Heat pipes typically comprise a condenser and an evaporator connected to each other in a closed system. The typical heat pipe comprises an enclosed tube system having one end forming an evaporator portion and having another, somewhat-cooler and lower-pressure end forming a condenser portion.
In use, liquid refrigerant present in the evaporator portion is heated by the environment, vaporized, and rises into the condenser portion. In the condenser portion, the refrigerant is cooled by the environment, is condensed with the release of heat, and is then returned to the evaporator portion. The cycle then repeats itself, resulting in a continuous cycle in which heat is absorbed from the environment by the evaporator and released by the condenser.
Heat pipe heat exchangers are generally made into two sections that are inserted, each in one of two air streams, where there is a temperature differential between the two air streams. The air streams are preferably in close proximity to each other and preferably flow in opposite directions. The flow of the refrigerant in heat pipes can be induced by passive techniques such as gravity flow, capillary action, thermal pumping, and thermo-syphoning. Such passive techniques have dimensional restrictions, and work better in relatively small heat pipes. Thus, there is a need for a design which works well for larger scale heat pipes, and for heat pipes that transfer heat between a hot source or air stream located higher than the cold source.

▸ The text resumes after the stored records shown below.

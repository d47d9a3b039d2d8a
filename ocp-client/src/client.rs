//! Core OCP client implementation.

use crate::error::{ClientError, Result};
use ocp_core::ProviderConfig;
use reqwest::{Client as HttpClient, RequestBuilder, Response, StatusCode};
use serde::Serialize;
use serde::de::DeserializeOwned;

/// A client for the OCP backend API.
///
/// # Example
///
/// ```no_run
/// use ocp_client::Client;
/// use ocp_core::{ProviderConfig, Region};
///
/// # async fn example() -> Result<(), Box<dyn std::error::Error>> {
/// let config = ProviderConfig::builder()
///     .token("my-api-token")
///     .region(Region::Pl)
///     .build()?;
/// let client = Client::new(&config)?;
///
/// let versions = client.cluster_versions().await?;
/// # Ok(())
/// # }
/// ```
#[derive(Debug, Clone)]
pub struct Client {
    /// Base URL, ending with `/`.
    base_url: String,
    /// HTTP client.
    http: HttpClient,
    /// API token sent with every request.
    token: String,
}

impl Client {
    /// Create a client from provider configuration.
    ///
    /// # Errors
    ///
    /// Returns an error if the base URL is not HTTP(S) or the HTTP client
    /// cannot be created.
    pub fn new(config: &ProviderConfig) -> Result<Self> {
        let base_url = config.base_url();

        if !base_url.starts_with("http://") && !base_url.starts_with("https://") {
            return Err(ClientError::InvalidUrl(format!(
                "URL must start with http:// or https://, got: {}",
                base_url
            )));
        }

        let http = HttpClient::builder()
            .timeout(config.request_timeout())
            .user_agent(config.user_agent())
            .build()?;

        Ok(Self {
            base_url,
            http,
            token: config.token().to_string(),
        })
    }

    /// Build a full URL from a path.
    fn url(&self, path: &str) -> String {
        let path = path.strip_prefix('/').unwrap_or(path);
        format!("{}{}", self.base_url, path)
    }

    /// Add authentication headers to a request.
    fn with_auth(&self, builder: RequestBuilder) -> RequestBuilder {
        builder.header("Authorization", format!("OpenAPIToken {}", self.token))
    }

    /// Execute a GET request.
    pub(crate) async fn get(&self, path: &str) -> Result<Response> {
        let url = self.url(path);
        tracing::trace!(method = "GET", url = %url, "sending request");
        let request = self.with_auth(self.http.get(&url));

        request.send().await.map_err(ClientError::Http)
    }

    /// Execute a POST request with a JSON body.
    pub(crate) async fn post<T: Serialize>(&self, path: &str, body: &T) -> Result<Response> {
        let url = self.url(path);
        tracing::trace!(method = "POST", url = %url, "sending request");
        let request = self.with_auth(self.http.post(&url)).json(body);

        request.send().await.map_err(ClientError::Http)
    }

    /// Execute a PATCH request with a JSON body.
    pub(crate) async fn patch<T: Serialize>(&self, path: &str, body: &T) -> Result<Response> {
        let url = self.url(path);
        tracing::trace!(method = "PATCH", url = %url, "sending request");
        let request = self.with_auth(self.http.patch(&url)).json(body);

        request.send().await.map_err(ClientError::Http)
    }

    /// Execute a DELETE request.
    pub(crate) async fn delete(&self, path: &str) -> Result<Response> {
        let url = self.url(path);
        tracing::trace!(method = "DELETE", url = %url, "sending request");
        let request = self.with_auth(self.http.delete(&url));

        request.send().await.map_err(ClientError::Http)
    }

    /// Handle a response and deserialize JSON.
    pub(crate) async fn handle_response<T: DeserializeOwned>(
        &self,
        response: Response,
    ) -> Result<T> {
        let status = response.status();

        if status.is_success() {
            let body = response.bytes().await.map_err(ClientError::Http)?;
            serde_json::from_slice(&body).map_err(ClientError::Deserialize)
        } else {
            Err(api_error(status, response).await)
        }
    }

    /// Handle a response for a lookup, mapping 404 to `None`.
    pub(crate) async fn handle_optional<T: DeserializeOwned>(
        &self,
        response: Response,
    ) -> Result<Option<T>> {
        if response.status() == StatusCode::NOT_FOUND {
            return Ok(None);
        }
        self.handle_response(response).await.map(Some)
    }

    /// Handle a response whose body may be empty (204 No Content).
    pub(crate) async fn handle_maybe_empty<T: DeserializeOwned>(
        &self,
        response: Response,
    ) -> Result<Option<T>> {
        let status = response.status();

        if status.is_success() {
            let body = response.bytes().await.map_err(ClientError::Http)?;
            if body.iter().all(u8::is_ascii_whitespace) {
                return Ok(None);
            }
            serde_json::from_slice(&body)
                .map(Some)
                .map_err(ClientError::Deserialize)
        } else {
            Err(api_error(status, response).await)
        }
    }
}

/// Build an API error, extracting the message from a JSON body when present.
async fn api_error(status: StatusCode, response: Response) -> ClientError {
    let body = response
        .text()
        .await
        .unwrap_or_else(|_| "Unknown error".to_string());

    let message = serde_json::from_str::<serde_json::Value>(&body)
        .ok()
        .and_then(|json| {
            ["error", "detail", "message"]
                .iter()
                .find_map(|key| json[*key].as_str().map(str::to_string))
        })
        .unwrap_or(body);

    ClientError::Api {
        status: status.as_u16(),
        message,
    }
}

#[cfg(test)]
mod tests {
    use super::*;
    use ocp_core::Region;

    fn config(endpoint: Option<&str>) -> ProviderConfig {
        let mut builder = ProviderConfig::builder().token("test-token");
        if let Some(endpoint) = endpoint {
            builder = builder.endpoint(endpoint);
        }
        builder.build().unwrap()
    }

    #[test]
    fn test_client_new() {
        let client = Client::new(&config(None)).unwrap();
        assert_eq!(client.base_url, "https://core.ocplanet.cloud/backend/api/");
        assert_eq!(client.token, "test-token");
    }

    #[test]
    fn test_client_region_host() {
        let config = ProviderConfig::builder()
            .token("t")
            .region(Region::Pl)
            .build()
            .unwrap();
        let client = Client::new(&config).unwrap();
        assert_eq!(
            client.url("cluster/"),
            "https://core-pl.ocplanet.cloud/backend/api/cluster/"
        );
    }

    #[test]
    fn test_client_invalid_url() {
        let result = Client::new(&config(Some("localhost:8080")));
        assert!(matches!(result, Err(ClientError::InvalidUrl(_))));
    }

    #[test]
    fn test_url_building() {
        let client = Client::new(&config(Some("http://localhost:8080"))).unwrap();
        assert_eq!(
            client.url("operations/op-1"),
            "http://localhost:8080/operations/op-1"
        );
        assert_eq!(
            client.url("/node-pool/np-1/"),
            "http://localhost:8080/node-pool/np-1/"
        );
    }
}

A heat pipe loop includes a first heat pipe section having a first temperature and a second heat pipe section having a second temperature higher than, the first temperature. The first heat pipe section is a condenser and the second heat pipe section is an evaporator. A vapor line connects an upper portion of the first heat pipe section with an upper portion of the second heat pipe section. A liquid line connects a lower portion of the first heat pipe section with a lower portion of the second heat pipe section. In one embodiment, the first heat pipe section is disposed at a first elevation and the second heat pipe section is disposed at a second elevation higher than the first elevation. A pump directs liquid from the first heat pipe section to the second heat pipe section through the liquid line.